AI is actually more pervasive now than most people think, and as computer systems have become more advanced, the use of machine learning algorithms has become more common. The problem is that the same smart technology can be used to undermine these systems.
“Computer security is definitely moving toward machine learning,” Google Brain researcher Ian Goodfellow told the MIT Technology Review. “The bad guys will be using machine learning to automate their attacks, and we will be using machine learning to defend.”
Training AI to fight malicious AI is the best way to prepare for these attacks, but that’s easier said than done. “Adversarial machine learning is more difficult to study than conventional machine learning,” explained Goodfellow. “It’s hard to tell if your attack is strong or if your defense is actually weak.”
The unpredictability of AI is one of the reasons some, including serial entrepreneur Elon Musk, are concerned that the tech may prove malicious in the future.

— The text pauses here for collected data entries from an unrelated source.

/// The edition 2 key table.
///
/// Offsets are relative to the owning section's first byte, including
/// the 5-byte section header (4-byte length + section number). Grid,
/// product, and data-representation keys carry template guards, so
/// messages using other templates simply lack those keys.
fn edition2_schema() -> EditionSchema {
    use ValueKind::{Double, Long, String as Str};

    let mut s = EditionSchema::new(2);

    // Section 0: indicator
    s.push_key(
        KeySchema::coded("identifier", Str, 0, 0, 4)
            .encoding(Encoding::Ascii)
            .read_only(),
    );
    s.push_key(KeySchema::coded("discipline", Long, 0, 6, 1).namespace("parameter"));
    s.push_key(KeySchema::coded("edition", Long, 0, 7, 1).namespace("ls").read_only());
    s.push_key(KeySchema::coded("totalLength", Long, 0, 8, 8).read_only());

    // Section 1: identification
    s.push_key(KeySchema::coded("centre", Long, 1, 5, 2).namespace("ls"));
    s.push_key(KeySchema::coded("subCentre", Long, 1, 7, 2));
    s.push_key(KeySchema::coded("tablesVersion", Long, 1, 9, 1));
    s.push_key(KeySchema::coded("localTablesVersion", Long, 1, 10, 1));
    s.push_key(KeySchema::coded("significanceOfReferenceTime", Long, 1, 11, 1).namespace("time"));
    s.push_key(KeySchema::coded("year", Long, 1, 12, 2).namespace("time"));
    s.push_key(KeySchema::coded("month", Long, 1, 14, 1).namespace("time"));
    s.push_key(KeySchema::coded("day", Long, 1, 15, 1).namespace("time"));
    s.push_key(KeySchema::coded("hour", Long, 1, 16, 1).namespace("time"));
    s.push_key(KeySchema::coded("minute", Long, 1, 17, 1).namespace("time"));
    s.push_key(KeySchema::coded("second", Long, 1, 18, 1).namespace("time"));
    s.push_key(KeySchema::coded("productionStatusOfProcessedData", Long, 1, 19, 1));
    s.push_key(KeySchema::coded("typeOfProcessedData", Long, 1, 20, 1));
    s.push_key(KeySchema::computed("dataDate", Long, Derivation::DataDate).namespace("time"));
    s.push_key(KeySchema::computed("dataTime", Long, Derivation::DataTime).namespace("time"));
    s.push_key(
        KeySchema::computed("referenceTime", Str, Derivation::ReferenceTime).namespace("time"),
    );

    // Section 3: grid definition (template 3.0 keys are guarded)
    s.push_key(KeySchema::coded("numberOfDataPoints", Long, 3, 6, 4).namespace("geography").read_only());
    s.push_key(KeySchema::coded("gridDefinitionTemplateNumber", Long, 3, 12, 2).namespace("geography").read_only());
    s.push_key(KeySchema::coded("Ni", Long, 3, 30, 4).namespace("geography").template(0));
    s.push_key(KeySchema::coded("Nj", Long, 3, 34, 4).namespace("geography").template(0));
    s.push_key(
        KeySchema::coded("latitudeOfFirstGridPoint", Long, 3, 46, 4)
            .encoding(Encoding::SignMagnitude)
            .namespace("geography")
            .template(0),
    );
    s.push_key(
        KeySchema::coded("longitudeOfFirstGridPoint", Long, 3, 50, 4)
            .encoding(Encoding::SignMagnitude)
            .namespace("geography")
            .template(0),
    );
    s.push_key(
        KeySchema::coded("latitudeOfLastGridPoint", Long, 3, 55, 4)
            .encoding(Encoding::SignMagnitude)
            .namespace("geography")
            .template(0),
    );
    s.push_key(
        KeySchema::coded("longitudeOfLastGridPoint", Long, 3, 59, 4)
            .encoding(Encoding::SignMagnitude)
            .namespace("geography")
            .template(0),
    );
    s.push_key(KeySchema::coded("iDirectionIncrement", Long, 3, 63, 4).namespace("geography").template(0));
    s.push_key(KeySchema::coded("jDirectionIncrement", Long, 3, 67, 4).namespace("geography").template(0));
    s.push_key(KeySchema::coded("scanningMode", Long, 3, 71, 1).namespace("geography").template(0));

    // Section 4: product definition (template 4.0 keys are guarded)
    s.push_key(KeySchema::coded("productDefinitionTemplateNumber", Long, 4, 7, 2).read_only());
    s.push_key(KeySchema::coded("parameterCategory", Long, 4, 9, 1).namespace("parameter"));
    s.push_key(KeySchema::coded("parameterNumber", Long, 4, 10, 1).namespace("parameter"));
    s.push_key(KeySchema::coded("typeOfGeneratingProcess", Long, 4, 11, 1));
    s.push_key(KeySchema::coded("forecastTime", Long, 4, 18, 4).namespace("time").template(0));
    s.push_key(KeySchema::coded("typeOfFirstFixedSurface", Long, 4, 22, 1).namespace("vertical").template(0));
    s.push_key(
        KeySchema::coded("scaleFactorOfFirstFixedSurface", Long, 4, 23, 1)
            .namespace("vertical")
            .template(0)
            .can_be_missing(),
    );
    s.push_key(
        KeySchema::coded("scaledValueOfFirstFixedSurface", Long, 4, 24, 4)
            .namespace("vertical")
            .template(0)
            .can_be_missing(),
    );
    s.push_key(KeySchema::computed("level", Long, Derivation::Level).namespace("vertical"));
    s.push_key(
        KeySchema::computed("shortName", Str, Derivation::ShortName).namespace("parameter"),
    );
    s.push_key(
        KeySchema::computed("levelDescription", Str, Derivation::LevelDescription)
            .namespace("vertical"),
    );

    // Section 5: data representation (template 5.0 keys are guarded)
    s.push_key(KeySchema::coded("numberOfValues", Long, 5, 5, 4).namespace("data").read_only());
    s.push_key(KeySchema::coded("dataRepresentationTemplateNumber", Long, 5, 9, 2).namespace("data").read_only());
    s.push_key(
        KeySchema::coded("referenceValue", Double, 5, 11, 4)
            .encoding(Encoding::Ieee32)
            .namespace("data")
            .template(0)
            .read_only(),
    );
    s.push_key(
        KeySchema::coded("binaryScaleFactor", Long, 5, 15, 2)
            .encoding(Encoding::SignMagnitude)
            .namespace("data")
            .template(0),
    );
    s.push_key(
        KeySchema::coded("decimalScaleFactor", Long, 5, 17, 2)
            .encoding(Encoding::SignMagnitude)
            .namespace("data")
            .template(0),
    );
    s.push_key(KeySchema::coded("bitsPerValue", Long, 5, 19, 1).namespace("data").template(0));

    // Section 6: bitmap
    s.push_key(KeySchema::coded("bitMapIndicator", Long, 6, 5, 1).namespace("data"));

    // Unpacked data values
    let mut values = KeySchema::computed("values", Double, Derivation::Values).namespace("data");
    values.read_only = false;
    values.flags = KeyFlags::CODED | KeyFlags::COMPUTED;
    s.push_key(values);

    // Parameter short names: (discipline, category, number)
    s.add_parameter(0, 0, 0, "t");
    s.add_parameter(0, 0, 2, "pt");
    s.add_parameter(0, 0, 6, "dpt");
    s.add_parameter(0, 1, 0, "q");
    s.add_parameter(0, 1, 1, "r");
    s.add_parameter(0, 1, 7, "prate");
    s.add_parameter(0, 1, 8, "tp");
    s.add_parameter(0, 2, 2, "u");
    s.add_parameter(0, 2, 3, "v");
    s.add_parameter(0, 2, 8, "w");
    s.add_parameter(0, 2, 10, "vo");
    s.add_parameter(0, 2, 22, "gust");
    s.add_parameter(0, 3, 0, "pres");
    s.add_parameter(0, 3, 1, "msl");
    s.add_parameter(0, 3, 4, "z");
    s.add_parameter(0, 3, 5, "gh");
    s.add_parameter(0, 6, 1, "tcc");
    s.add_parameter(0, 7, 6, "cape");
    s.add_parameter(0, 7, 7, "cin");
    s.add_parameter(0, 19, 0, "vis");

    // Level descriptions by surface type
    s.add_level(1, LevelDescription::Static("surface".to_string()));
    s.add_level(4, LevelDescription::Static("0C isotherm".to_string()));
    s.add_level(7, LevelDescription::Static("tropopause".to_string()));
    s.add_level(100, LevelDescription::Template("{value} mb".to_string()));
    s.add_level(101, LevelDescription::Static("mean sea level".to_string()));
    s.add_level(102, LevelDescription::Template("{value} m above MSL".to_string()));
    s.add_level(103, LevelDescription::Template("{value} m above ground".to_string()));
    s.add_level(106, LevelDescription::Template("{value} m below surface".to_string()));
    s.add_level(200, LevelDescription::Static("entire atmosphere".to_string()));

    s
}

They suggest that AI development be carefully monitored and regulated, but ultimately, it’s the people behind these systems and not the systems themselves that present the true threat.
In an effort to get ahead of the problem, the Institute of Electrical and Electronics Engineers has created guidelines for ethical AI, and groups like the Partnership on AI have also set up standards. Kaggle’s contest could illuminate new AI vulnerabilities that must be accounted for in future regulations, and by continuing to approach AI development cautiously, we can do more to ensure that the tech isn’t used for nefarious means in the future.